Cardiac morphogenesis of zebrafish larvae exposed to echimidine for 72 h. (A) Heart morphology of Tg(cmlc2:EGFP) zebrafish exposed to 0.02, 0.2 and 2 mg/L echimidine at 72 hpf. A, atrium; V, ventricle; G, gill; Y, yolk sac. (B) Average atrial cross-sectional area. (C) Average atrial wall thickness. (D) Average ventricular cross-sectional area. (E) Average ventricular wall thickness. The data were analyzed by one-way analysis of variance (ANOVA) followed by Tukey’ s multiple comparisons test and presented as the mean ± SEM (n = 10). * p < 0.05, ** p < 0.01, *** p < 0.001 and **** p < 0.0001.

The expression levels of cardiac-development-related genes in zebrafish larvae exposed to echimidine for 72 h. (A) gata4; (B) tbx5; (C) nkx2.5; (D) myh6. Values were normalized against gapdh.

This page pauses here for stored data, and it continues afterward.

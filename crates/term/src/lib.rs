//! Terminal scoreboard module.
//!
//! This is a small rendering layer for console play. The scoreboard itself is
//! built as plain text by pure functions; the renderer only flushes that text
//! (and prompts) to a writer.
//!
//! Goals:
//! - Keep `core` deterministic and testable
//! - Produce a fixed-width table that lines up in any monospace console
//! - Allow tests to capture output by rendering into a `Vec<u8>`

pub mod renderer;
pub mod scoreboard;

pub use tenpin_core as core;
pub use tenpin_types as types;

pub use renderer::{encode_text_into, ConsoleRenderer};
pub use scoreboard::{render_scoreboard, render_scoreboard_into, roll_cell, roll_glyph};
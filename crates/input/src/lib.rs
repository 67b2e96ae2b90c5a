//! Console input module (engine-facing).
//!
//! This module is independent of any terminal framework. It reads lines from a
//! buffered source, supplies the prompt text, and turns typed lines into pin
//! counts and player names, reporting typing mistakes as [`Rejection`]s.

pub mod parse;
pub mod reader;

pub use tenpin_core as core;
pub use tenpin_types as types;

pub use parse::{parse_name, parse_pins, roll_prompt, Rejection, NAME_PROMPT};
pub use reader::{InputError, LineReader};
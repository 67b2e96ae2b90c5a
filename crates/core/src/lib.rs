//! Core scoring module - pure, deterministic, and testable
//!
//! This module contains the bowling rules: which rolls are legal, how frame
//! totals resolve strike and spare bonuses, and how a game aggregates them.
//! It has **zero dependencies** on terminals or I/O, making it:
//!
//! - **Deterministic**: the same rolls always produce the same totals
//! - **Testable**: every rule is covered by unit tests
//! - **Portable**: usable from the console session, tests, or benches alike
//!
//! # Module Structure
//!
//! - [`frame`]: one frame's rolls, legality checks, and lookahead totals
//! - [`game`]: the ten frames, the current-frame cursor, and the running total
//! - [`player`]: a name bound to one game
//! - [`error`]: errors returned when a caller sequences rolls incorrectly
//!
//! # Scoring Rules
//!
//! - **Open frame**: pins knocked down in the two rolls
//! - **Spare**: 10 plus the next roll
//! - **Strike**: 10 plus the next two rolls
//! - **Tenth frame**: a strike or spare earns a bonus roll inside the frame;
//!   after a strike the second roll is made against a fresh rack
//!
//! A frame whose bonus depends on rolls not yet made has no total yet
//! (`None`), which is distinct from a genuine total of zero.
//!
//! # Example
//!
//! ```
//! use tenpin_core::Game;
//!
//! let mut game = Game::new();
//!
//! game.next_frame().unwrap();
//! game.roll(10).unwrap();
//! assert_eq!(game.frame_total(0), None); // strike waits for two more rolls
//!
//! game.next_frame().unwrap();
//! game.roll(3).unwrap();
//! game.roll(4).unwrap();
//!
//! assert_eq!(game.frame_total(0), Some(17));
//! assert_eq!(game.frame_total(1), Some(7));
//! assert_eq!(game.game_total(), 24);
//! ```

pub mod error;
pub mod frame;
pub mod game;
pub mod player;

pub use tenpin_types as types;

// Re-export commonly used types for convenience
pub use error::{ErrorKind, ScoreError};
pub use frame::Frame;
pub use game::Game;
pub use player::Player;
//! Console bowling runner (default binary).
//!
//! Plays one single-player game on stdin/stdout, reprinting the scoreboard
//! after every roll. Diagnostics go to stderr when `TENPIN_LOG` is set.

use std::process;

use anyhow::Result;

use tenpin::engine::{Session, SessionConfig};
use tenpin::input::LineReader;
use tenpin::term::ConsoleRenderer;

fn main() {
    let config = SessionConfig::from_env();
    init_logging(&config);

    if let Err(err) = run(config) {
        let _ = ConsoleRenderer::stdout().print("Game error\n");
        eprintln!("{err:?}");
        process::exit(1);
    }
}

fn run(config: SessionConfig) -> Result<()> {
    let mut session = Session::new(LineReader::stdin(), ConsoleRenderer::stdout(), config);
    session.run()?;
    Ok(())
}

fn init_logging(config: &SessionConfig) {
    let Some(level) = config.log_level else {
        return;
    };
    tracing_subscriber::fmt()
        .with_max_level(level)
        .with_writer(std::io::stderr)
        .with_target(false)
        .init();
}
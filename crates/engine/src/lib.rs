//! Game engine module - the turn-taking loop around the scoring core
//!
//! This crate wires the pure scoring rules (`core`) to console input (`input`)
//! and scoreboard output (`term`). It owns no rules of its own: it asks the
//! current frame whether it can take another roll, obtains a validated pin
//! count, records it, and redraws.
//!
//! # Configuration
//!
//! [`SessionConfig::from_env`] reads:
//!
//! - `TENPIN_PLAYER`: play as this name without prompting
//! - `TENPIN_LOG`: enable diagnostics on stderr at this level
//!
//! # Example
//!
//! ```
//! use std::io::Cursor;
//!
//! use tenpin_engine::{Session, SessionConfig};
//! use tenpin_input::LineReader;
//! use tenpin_term::ConsoleRenderer;
//!
//! let rolls = "10\n".repeat(12);
//! let input = format!("Ada\n{rolls}");
//!
//! let mut session = Session::new(
//!     LineReader::new(Cursor::new(input)),
//!     ConsoleRenderer::new(Vec::new()),
//!     SessionConfig::default(),
//! );
//! let player = session.run().unwrap();
//! assert_eq!(player.game().game_total(), 300);
//! ```

pub mod config;
pub mod session;

pub use tenpin_core as core;
pub use tenpin_input as input;
pub use tenpin_term as term;
pub use tenpin_types as types;

pub use config::SessionConfig;
pub use session::{Session, GAME_OVER};
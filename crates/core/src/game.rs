//! Game module - the ten frames of one game and the cursor over them
//!
//! The game owns its frames as a fixed array. Frame totals that need lookahead
//! are resolved here by handing each frame the slice of frames after it.

use crate::error::ScoreError;
use crate::frame::Frame;
use crate::types::{FRAME_COUNT, TENTH_FRAME};

/// Complete game state for one player.
#[derive(Debug, Clone, PartialEq, Eq, Hash)]
pub struct Game {
    /// Frame currently open for rolling; `None` before the first frame.
    cursor: Option<usize>,
    frames: [Frame; FRAME_COUNT],
}

impl Default for Game {
    fn default() -> Self {
        Self::new()
    }
}

impl Game {
    pub fn new() -> Self {
        Self {
            cursor: None,
            frames: std::array::from_fn(Frame::new),
        }
    }

    pub fn frames(&self) -> &[Frame; FRAME_COUNT] {
        &self.frames
    }

    pub fn frame(&self, index: usize) -> Option<&Frame> {
        self.frames.get(index)
    }

    /// Index of the frame open for rolling, if the game has started.
    pub fn cursor(&self) -> Option<usize> {
        self.cursor
    }

    pub fn started(&self) -> bool {
        self.cursor.is_some()
    }

    pub fn current_frame(&self) -> Option<&Frame> {
        self.cursor.map(|i| &self.frames[i])
    }

    /// Advance to the next frame and return it.
    ///
    /// Fails with [`ScoreError::GameOver`] once the tenth frame is closed, and
    /// with [`ScoreError::FrameInProgress`] while the current frame can still
    /// take a roll.
    pub fn next_frame(&mut self) -> Result<&Frame, ScoreError> {
        if self.is_game_over() {
            return Err(ScoreError::GameOver);
        }
        let next = match self.cursor {
            None => 0,
            Some(i) if self.frames[i].can_roll() => {
                return Err(ScoreError::FrameInProgress { frame: i });
            }
            Some(i) => i + 1,
        };
        self.cursor = Some(next);
        Ok(&self.frames[next])
    }

    /// Record a roll in the current frame.
    pub fn roll(&mut self, pins: u8) -> Result<(), ScoreError> {
        match self.cursor {
            Some(i) => self.frames[i].score(pins),
            None => Err(ScoreError::FrameClosed { frame: 0 }),
        }
    }

    pub fn is_game_over(&self) -> bool {
        self.cursor == Some(TENTH_FRAME) && !self.frames[TENTH_FRAME].can_roll()
    }

    /// Total for frame `index`, or `None` if it cannot be determined yet.
    pub fn frame_total(&self, index: usize) -> Option<u16> {
        let frame = self.frames.get(index)?;
        frame.total(&self.frames[index + 1..])
    }

    pub fn can_total(&self, index: usize) -> bool {
        self.frame_total(index).is_some()
    }

    /// Sum of every determinable frame total.
    pub fn game_total(&self) -> u16 {
        (0..FRAME_COUNT).filter_map(|i| self.frame_total(i)).sum()
    }
}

The data were analyzed by one-way analysis of variance (ANOVA) followed by Tukey’s multiple comparisons test and presented as the mean ± SEM (n = 3). * p < 0.05, ** p < 0.01, *** p < 0.001 and **** p < 0.0001.

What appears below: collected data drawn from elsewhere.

//! Frame module - rolls recorded for one of the ten frames
//!
//! A frame knows whether it can accept another roll and, given the frames that
//! follow it, whether its total can be resolved yet. Frames never hold a
//! reference to their game: lookahead is passed in explicitly as the slice of
//! later frames.

use crate::error::ScoreError;
use crate::types::{RollSlot, MAX_ROLLS, PIN_COUNT, TENTH_FRAME};

/// One frame of a game.
#[derive(Debug, Clone, Copy, PartialEq, Eq, Hash)]
pub struct Frame {
    index: usize,
    roll_count: u8,
    first_roll: u8,
    second_roll: u8,
    extra_roll: u8,
}

impl Frame {
    /// Create an empty frame at position `index` (0-9).
    pub fn new(index: usize) -> Self {
        debug_assert!(index <= TENTH_FRAME);
        Self {
            index,
            roll_count: 0,
            first_roll: 0,
            second_roll: 0,
            extra_roll: 0,
        }
    }

    pub fn index(&self) -> usize {
        self.index
    }

    pub fn roll_count(&self) -> u8 {
        self.roll_count
    }

    pub fn first_roll(&self) -> u8 {
        self.first_roll
    }

    pub fn second_roll(&self) -> u8 {
        self.second_roll
    }

    pub fn extra_roll(&self) -> u8 {
        self.extra_roll
    }

    pub fn is_tenth(&self) -> bool {
        self.index == TENTH_FRAME
    }

    pub fn is_strike(&self) -> bool {
        self.first_roll == PIN_COUNT
    }

    pub fn is_spare(&self) -> bool {
        !self.is_strike() && self.first_roll + self.second_roll == PIN_COUNT
    }

    /// Slot the next roll would be stored in, or `None` once all three are used.
    pub fn next_slot(&self) -> Option<RollSlot> {
        RollSlot::from_count(self.roll_count)
    }

    /// Whether another roll is legal in this frame.
    pub fn can_roll(&self) -> bool {
        match self.roll_count {
            0 => true,
            // A tenth-frame strike resets the rack for the second roll.
            1 => !self.is_strike() || self.is_tenth(),
            2 => self.is_tenth() && (self.is_strike() || self.is_spare()),
            _ => false,
        }
    }

    /// Validate a roll without recording it.
    ///
    /// Returns exactly the error [`Frame::score`] would return for `pins`.
    pub fn check_roll(&self, pins: u8) -> Result<(), ScoreError> {
        if !self.can_roll() {
            return Err(ScoreError::FrameClosed { frame: self.index });
        }
        if pins > PIN_COUNT {
            return Err(ScoreError::InvalidPins { pins });
        }
        if self.roll_count == 1
            && self.first_roll + pins > PIN_COUNT
            && !(self.is_tenth() && self.is_strike())
        {
            return Err(ScoreError::PinsExceedRack {
                first: self.first_roll,
                second: pins,
            });
        }
        Ok(())
    }

    /// Record a roll of `pins`. A rejected roll leaves the frame unchanged.
    pub fn score(&mut self, pins: u8) -> Result<(), ScoreError> {
        self.check_roll(pins)?;
        match self.next_slot() {
            Some(RollSlot::First) => self.first_roll = pins,
            Some(RollSlot::Second) => self.second_roll = pins,
            Some(RollSlot::Extra) => self.extra_roll = pins,
            None => return Err(ScoreError::FrameClosed { frame: self.index }),
        }
        self.roll_count += 1;
        debug_assert!(self.roll_count <= MAX_ROLLS);
        Ok(())
    }

    /// The frame's score, or `None` while it is still open or its strike/spare
    /// bonus depends on rolls not yet made.
    ///
    /// `following` is the slice of frames after this one, in order
    /// (`&frames[index + 1..]`). Only the first two entries are ever read.
    pub fn total(&self, following: &[Frame]) -> Option<u16> {
        if self.can_roll() {
            return None;
        }

        let first = u16::from(self.first_roll);
        let second = u16::from(self.second_roll);
        let extra = u16::from(self.extra_roll);
        let rack = u16::from(PIN_COUNT);

        if self.is_strike() {
            if self.is_tenth() {
                return Some(rack + second + extra);
            }
            let next = following.first()?;
            if self.index == TENTH_FRAME - 1 {
                if next.roll_count < 2 {
                    return None;
                }
                return Some(rack + u16::from(next.first_roll) + u16::from(next.second_roll));
            }
            let after = following.get(1)?;
            if next.roll_count + after.roll_count < 2 {
                return None;
            }
            if next.is_strike() {
                Some(rack + rack + u16::from(after.first_roll))
            } else {
                Some(rack + u16::from(next.first_roll) + u16::from(next.second_roll))
            }
        } else if self.is_spare() {
            if self.is_tenth() {
                return Some(rack + extra);
            }
            let next = following.first()?;
            if next.roll_count < 1 {
                return None;
            }
            Some(rack + u16::from(next.first_roll))
        } else {
            Some(first + second)
        }
    }

    /// Whether [`Frame::total`] is determinable yet.
    pub fn can_total(&self, following: &[Frame]) -> bool {
        self.total(following).is_some()
    }
}

#[cfg(test)]
mod tests {
    use super::*;
    use crate::error::ErrorKind;

    fn rolled(index: usize, rolls: &[u8]) -> Frame {
        let mut frame = Frame::new(index);
        for &pins in rolls {
            frame.score(pins).unwrap();
        }
        frame
    }

    #[test]
    fn test_empty_frame_accepts_a_roll() {
        let frame = Frame::new(0);
        assert!(frame.can_roll());
        assert_eq!(frame.roll_count(), 0);
        assert_eq!(frame.next_slot(), Some(RollSlot::First));
        assert!(!frame.can_total(&[]));
    }

    #[test]
    fn test_strike_closes_regular_frame() {
        let frame = rolled(3, &[10]);
        assert!(frame.is_strike());
        assert!(!frame.is_spare());
        assert!(!frame.can_roll());
    }

    #[test]
    fn test_open_frame_totals_without_lookahead() {
        let frame = rolled(0, &[3, 4]);
        assert!(!frame.can_roll());
        assert_eq!(frame.total(&[]), Some(7));
    }

    #[test]
    fn test_open_frame_has_no_total_while_rolling() {
        let frame = rolled(0, &[3]);
        assert!(frame.can_roll());
        assert_eq!(frame.total(&[]), None);
    }

    #[test]
    fn test_spare_waits_for_next_roll() {
        let frame = rolled(0, &[3, 7]);
        let mut next = Frame::new(1);
        assert!(frame.is_spare());
        assert!(!frame.is_strike());
        assert_eq!(frame.total(&[next]), None);

        next.score(6).unwrap();
        assert_eq!(frame.total(&[next]), Some(16));
    }

    #[test]
    fn test_strike_after_strike_reads_two_frames_ahead() {
        let frame = rolled(0, &[10]);
        let next = rolled(1, &[10]);
        let mut after = Frame::new(2);
        assert_eq!(frame.total(&[next, after]), None);

        after.score(4).unwrap();
        assert_eq!(frame.total(&[next, after]), Some(24));
    }

    #[test]
    fn test_strike_before_open_frame() {
        let frame = rolled(5, &[10]);
        let mut next = rolled(6, &[3]);
        let after = Frame::new(7);
        assert_eq!(frame.total(&[next, after]), None);

        next.score(4).unwrap();
        assert_eq!(frame.total(&[next, after]), Some(17));
    }

    #[test]
    fn test_ninth_frame_strike_reads_tenth_frame() {
        let frame = rolled(8, &[10]);
        let mut tenth = rolled(9, &[10]);
        assert_eq!(frame.total(&[tenth]), None);

        tenth.score(10).unwrap();
        assert_eq!(frame.total(&[tenth]), Some(30));
    }

    #[test]
    fn test_tenth_frame_strike_allows_fresh_rack() {
        let mut tenth = rolled(9, &[10]);
        assert!(tenth.can_roll());
        tenth.score(10).unwrap();
        assert!(tenth.can_roll());
        tenth.score(10).unwrap();
        assert!(!tenth.can_roll());
        assert_eq!(tenth.roll_count(), 3);
        assert_eq!(tenth.total(&[]), Some(30));
    }

    #[test]
    fn test_tenth_frame_spare_earns_extra_roll() {
        let mut tenth = rolled(9, &[5, 5]);
        assert!(tenth.can_roll());
        assert_eq!(tenth.total(&[]), None);
        tenth.score(7).unwrap();
        assert_eq!(tenth.total(&[]), Some(17));
    }

    #[test]
    fn test_tenth_frame_open_closes_after_two() {
        let tenth = rolled(9, &[5, 4]);
        assert!(!tenth.can_roll());
        assert_eq!(tenth.total(&[]), Some(9));
    }

    #[test]
    fn test_tenth_frame_strike_then_partial_rack_is_uncapped() {
        // Only the second roll is checked against the rack; the bonus roll is not.
        let mut tenth = rolled(9, &[10, 6]);
        tenth.score(7).unwrap();
        assert_eq!(tenth.total(&[]), Some(23));
    }

    #[test]
    fn test_second_roll_cap_on_regular_frame() {
        let mut frame = rolled(4, &[6]);
        let err = frame.score(5).unwrap_err();
        assert_eq!(err, ScoreError::PinsExceedRack { first: 6, second: 5 });
        assert_eq!(err.kind(), ErrorKind::InvalidState);
        // Rejected roll leaves the frame untouched.
        assert_eq!(frame.roll_count(), 1);
        frame.score(4).unwrap();
        assert!(frame.is_spare());
    }

    #[test]
    fn test_second_roll_cap_on_tenth_frame_without_strike() {
        let mut tenth = rolled(9, &[6]);
        assert_eq!(
            tenth.score(5),
            Err(ScoreError::PinsExceedRack { first: 6, second: 5 })
        );
    }

    #[test]
    fn test_invalid_pin_count() {
        let mut frame = Frame::new(0);
        let err = frame.score(11).unwrap_err();
        assert_eq!(err, ScoreError::InvalidPins { pins: 11 });
        assert_eq!(err.kind(), ErrorKind::InvalidArgument);
        assert_eq!(frame.roll_count(), 0);
    }

    #[test]
    fn test_closed_frame_rejects_roll() {
        let mut frame = rolled(2, &[1, 2]);
        let err = frame.score(0).unwrap_err();
        assert_eq!(err, ScoreError::FrameClosed { frame: 2 });
        assert_eq!(err.kind(), ErrorKind::InvalidState);
    }

    #[test]
    fn test_closed_check_precedes_range_check() {
        let frame = rolled(2, &[10]);
        assert_eq!(frame.check_roll(42), Err(ScoreError::FrameClosed { frame: 2 }));
    }

    #[test]
    fn test_extra_roll_only_on_tenth_frame() {
        for index in 0..TENTH_FRAME {
            let frame = rolled(index, &[5, 5]);
            assert!(!frame.can_roll());
            assert_eq!(frame.extra_roll(), 0);
        }
    }

    #[test]
    fn test_total_is_a_pure_query() {
        let frame = rolled(0, &[10]);
        let following = [rolled(1, &[3, 4]), Frame::new(2)];
        let before = frame;
        for _ in 0..3 {
            assert_eq!(frame.total(&following), Some(17));
            assert!(frame.can_total(&following));
        }
        assert_eq!(frame, before);
    }

    #[test]
    fn test_fresh_frame_replaces_reset() {
        let used = rolled(9, &[10, 10, 10]);
        let fresh = Frame::new(used.index());
        assert_eq!(fresh.roll_count(), 0);
        assert!(fresh.can_roll());
        assert_ne!(used, fresh);
    }
}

Echimidine exposure impairs the gene expression of calcium signaling pathway. (A-I) Gene expression of calcium signaling pathway in zebrafish larvae exposed to echimidine for 72 h. Values were normalized against gapdh. The data were analyzed by one-way analysis of variance (ANOVA) followed by Tukey’s multiple comparisons test and presented as the mean ± SEM (n = 3). * p < 0.05, ** p < 0.01, *** p < 0.001 and **** p < 0.0001. (J) The proposed mechanism of echimidine affecting the contraction of cardiomyocytes in zebrafish larvae. Echimidine exposure initially reduces the mRNA expression of cacna1aa and cacna1sa in L-type voltage-dependent calcium channels, resulting in a reduced influx of calcium ions from extracellular mediators into the cytoplasmic matrix. As a consequence, it delays the opening of the calcium channel Ryr2, which needs to bind to calcium ions on the sarcoplasmic reticulum (SR) membrane. Additionally, the mRNA expression of ryr2a and ryr2b also decreased after echimidine exposure. These combined effects seriously hinder the release of calcium from the SR in cardiomyocytes, leading to a relative decrease in cytoplasmic calcium concentration. This relative decrease in calcium concentration disrupts the binding rate of troponin and calcium, restricting the sliding of thick and thin myofilaments and ultimately impairing the contractile ability of cardiomyocytes.